* The problem: The answer is a single number: the count of lines in the records below that contain the word "VariableId".

* Record extracts:

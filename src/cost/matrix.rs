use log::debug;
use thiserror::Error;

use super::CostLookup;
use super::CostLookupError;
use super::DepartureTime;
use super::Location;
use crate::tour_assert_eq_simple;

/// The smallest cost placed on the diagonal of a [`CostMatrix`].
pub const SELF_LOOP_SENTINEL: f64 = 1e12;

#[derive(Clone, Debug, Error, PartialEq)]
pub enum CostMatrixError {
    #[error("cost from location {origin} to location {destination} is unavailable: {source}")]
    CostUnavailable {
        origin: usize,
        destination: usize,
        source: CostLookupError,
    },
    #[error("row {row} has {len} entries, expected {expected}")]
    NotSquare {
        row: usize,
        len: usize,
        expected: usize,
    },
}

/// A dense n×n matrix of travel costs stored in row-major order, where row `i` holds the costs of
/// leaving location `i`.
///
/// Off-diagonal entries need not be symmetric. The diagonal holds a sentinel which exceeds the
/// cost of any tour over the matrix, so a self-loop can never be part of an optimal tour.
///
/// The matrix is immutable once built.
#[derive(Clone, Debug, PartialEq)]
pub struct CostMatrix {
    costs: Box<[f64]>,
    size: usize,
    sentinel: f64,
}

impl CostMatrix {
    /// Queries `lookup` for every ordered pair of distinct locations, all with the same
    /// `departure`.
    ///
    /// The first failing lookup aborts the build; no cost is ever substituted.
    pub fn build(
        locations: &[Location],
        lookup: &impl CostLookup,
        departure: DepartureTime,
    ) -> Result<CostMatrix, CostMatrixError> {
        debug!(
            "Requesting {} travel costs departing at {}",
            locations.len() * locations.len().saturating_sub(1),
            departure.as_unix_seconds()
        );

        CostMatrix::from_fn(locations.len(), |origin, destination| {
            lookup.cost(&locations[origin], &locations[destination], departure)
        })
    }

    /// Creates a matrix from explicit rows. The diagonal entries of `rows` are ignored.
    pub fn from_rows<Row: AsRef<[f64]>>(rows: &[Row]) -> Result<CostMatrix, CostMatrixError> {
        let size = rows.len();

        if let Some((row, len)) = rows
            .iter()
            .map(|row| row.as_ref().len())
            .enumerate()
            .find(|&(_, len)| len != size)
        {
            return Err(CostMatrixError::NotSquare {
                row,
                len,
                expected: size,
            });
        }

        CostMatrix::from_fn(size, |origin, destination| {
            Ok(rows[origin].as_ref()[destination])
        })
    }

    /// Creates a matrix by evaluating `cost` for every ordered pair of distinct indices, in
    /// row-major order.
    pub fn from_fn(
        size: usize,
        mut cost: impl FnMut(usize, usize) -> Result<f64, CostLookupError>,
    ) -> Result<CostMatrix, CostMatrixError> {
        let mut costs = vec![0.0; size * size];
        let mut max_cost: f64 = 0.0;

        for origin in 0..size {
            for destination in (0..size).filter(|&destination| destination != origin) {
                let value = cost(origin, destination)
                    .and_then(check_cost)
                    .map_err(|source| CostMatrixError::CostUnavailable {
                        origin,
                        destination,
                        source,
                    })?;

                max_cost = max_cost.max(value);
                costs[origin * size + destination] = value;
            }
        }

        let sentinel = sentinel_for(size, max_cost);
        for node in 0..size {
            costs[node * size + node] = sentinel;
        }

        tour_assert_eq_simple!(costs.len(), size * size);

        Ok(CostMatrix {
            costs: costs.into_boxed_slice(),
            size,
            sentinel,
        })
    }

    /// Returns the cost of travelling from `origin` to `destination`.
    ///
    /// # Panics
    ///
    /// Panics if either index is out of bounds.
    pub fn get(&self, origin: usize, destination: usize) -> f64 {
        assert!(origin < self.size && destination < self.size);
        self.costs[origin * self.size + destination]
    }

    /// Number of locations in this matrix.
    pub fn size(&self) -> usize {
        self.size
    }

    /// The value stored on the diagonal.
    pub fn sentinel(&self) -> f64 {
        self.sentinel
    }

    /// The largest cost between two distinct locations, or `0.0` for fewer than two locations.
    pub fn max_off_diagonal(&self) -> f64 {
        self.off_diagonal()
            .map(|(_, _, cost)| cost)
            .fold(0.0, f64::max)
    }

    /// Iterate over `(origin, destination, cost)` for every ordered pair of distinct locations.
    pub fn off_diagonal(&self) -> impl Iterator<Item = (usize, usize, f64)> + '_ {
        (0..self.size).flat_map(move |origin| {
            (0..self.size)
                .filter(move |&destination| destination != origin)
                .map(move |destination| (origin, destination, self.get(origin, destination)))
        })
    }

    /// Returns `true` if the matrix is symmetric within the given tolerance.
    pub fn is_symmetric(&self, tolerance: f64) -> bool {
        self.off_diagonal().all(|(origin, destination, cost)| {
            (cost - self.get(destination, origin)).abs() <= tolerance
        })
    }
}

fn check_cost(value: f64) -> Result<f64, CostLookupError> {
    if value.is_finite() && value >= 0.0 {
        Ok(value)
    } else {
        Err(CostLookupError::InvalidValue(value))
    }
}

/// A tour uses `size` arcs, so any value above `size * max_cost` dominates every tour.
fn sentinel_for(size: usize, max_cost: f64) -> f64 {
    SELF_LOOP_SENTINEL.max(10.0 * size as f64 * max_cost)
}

==

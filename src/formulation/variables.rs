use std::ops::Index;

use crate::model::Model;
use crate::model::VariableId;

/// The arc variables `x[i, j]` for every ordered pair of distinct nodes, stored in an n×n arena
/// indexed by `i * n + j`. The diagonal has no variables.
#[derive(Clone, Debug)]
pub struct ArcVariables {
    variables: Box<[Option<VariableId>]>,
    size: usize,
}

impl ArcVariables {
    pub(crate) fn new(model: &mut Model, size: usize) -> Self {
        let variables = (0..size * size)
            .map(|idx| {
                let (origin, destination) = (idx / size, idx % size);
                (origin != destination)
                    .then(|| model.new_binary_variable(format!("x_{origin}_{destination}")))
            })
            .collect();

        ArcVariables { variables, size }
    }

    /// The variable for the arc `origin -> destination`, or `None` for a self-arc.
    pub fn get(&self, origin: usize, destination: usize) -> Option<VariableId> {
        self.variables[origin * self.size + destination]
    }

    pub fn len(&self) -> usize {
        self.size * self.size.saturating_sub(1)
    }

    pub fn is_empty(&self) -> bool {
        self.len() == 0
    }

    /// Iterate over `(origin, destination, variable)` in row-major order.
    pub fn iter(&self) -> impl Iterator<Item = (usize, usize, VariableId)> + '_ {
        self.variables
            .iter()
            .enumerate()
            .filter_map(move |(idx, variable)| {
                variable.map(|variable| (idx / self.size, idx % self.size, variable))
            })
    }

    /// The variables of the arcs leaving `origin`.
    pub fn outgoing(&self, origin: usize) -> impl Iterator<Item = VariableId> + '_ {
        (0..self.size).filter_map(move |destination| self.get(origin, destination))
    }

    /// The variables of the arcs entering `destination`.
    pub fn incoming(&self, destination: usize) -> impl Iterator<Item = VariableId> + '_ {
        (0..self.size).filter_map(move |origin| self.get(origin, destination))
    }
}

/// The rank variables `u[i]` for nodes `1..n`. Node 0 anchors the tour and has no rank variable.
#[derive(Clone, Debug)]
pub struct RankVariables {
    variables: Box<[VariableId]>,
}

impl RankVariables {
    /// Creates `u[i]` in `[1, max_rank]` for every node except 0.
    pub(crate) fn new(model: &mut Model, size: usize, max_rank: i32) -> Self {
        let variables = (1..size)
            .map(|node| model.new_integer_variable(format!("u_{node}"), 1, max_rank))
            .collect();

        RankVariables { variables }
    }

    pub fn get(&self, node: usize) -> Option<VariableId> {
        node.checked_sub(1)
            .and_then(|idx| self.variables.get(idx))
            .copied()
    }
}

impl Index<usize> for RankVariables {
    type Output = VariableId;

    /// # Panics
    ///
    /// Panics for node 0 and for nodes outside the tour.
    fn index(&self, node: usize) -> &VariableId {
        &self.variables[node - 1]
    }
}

* Your response: 10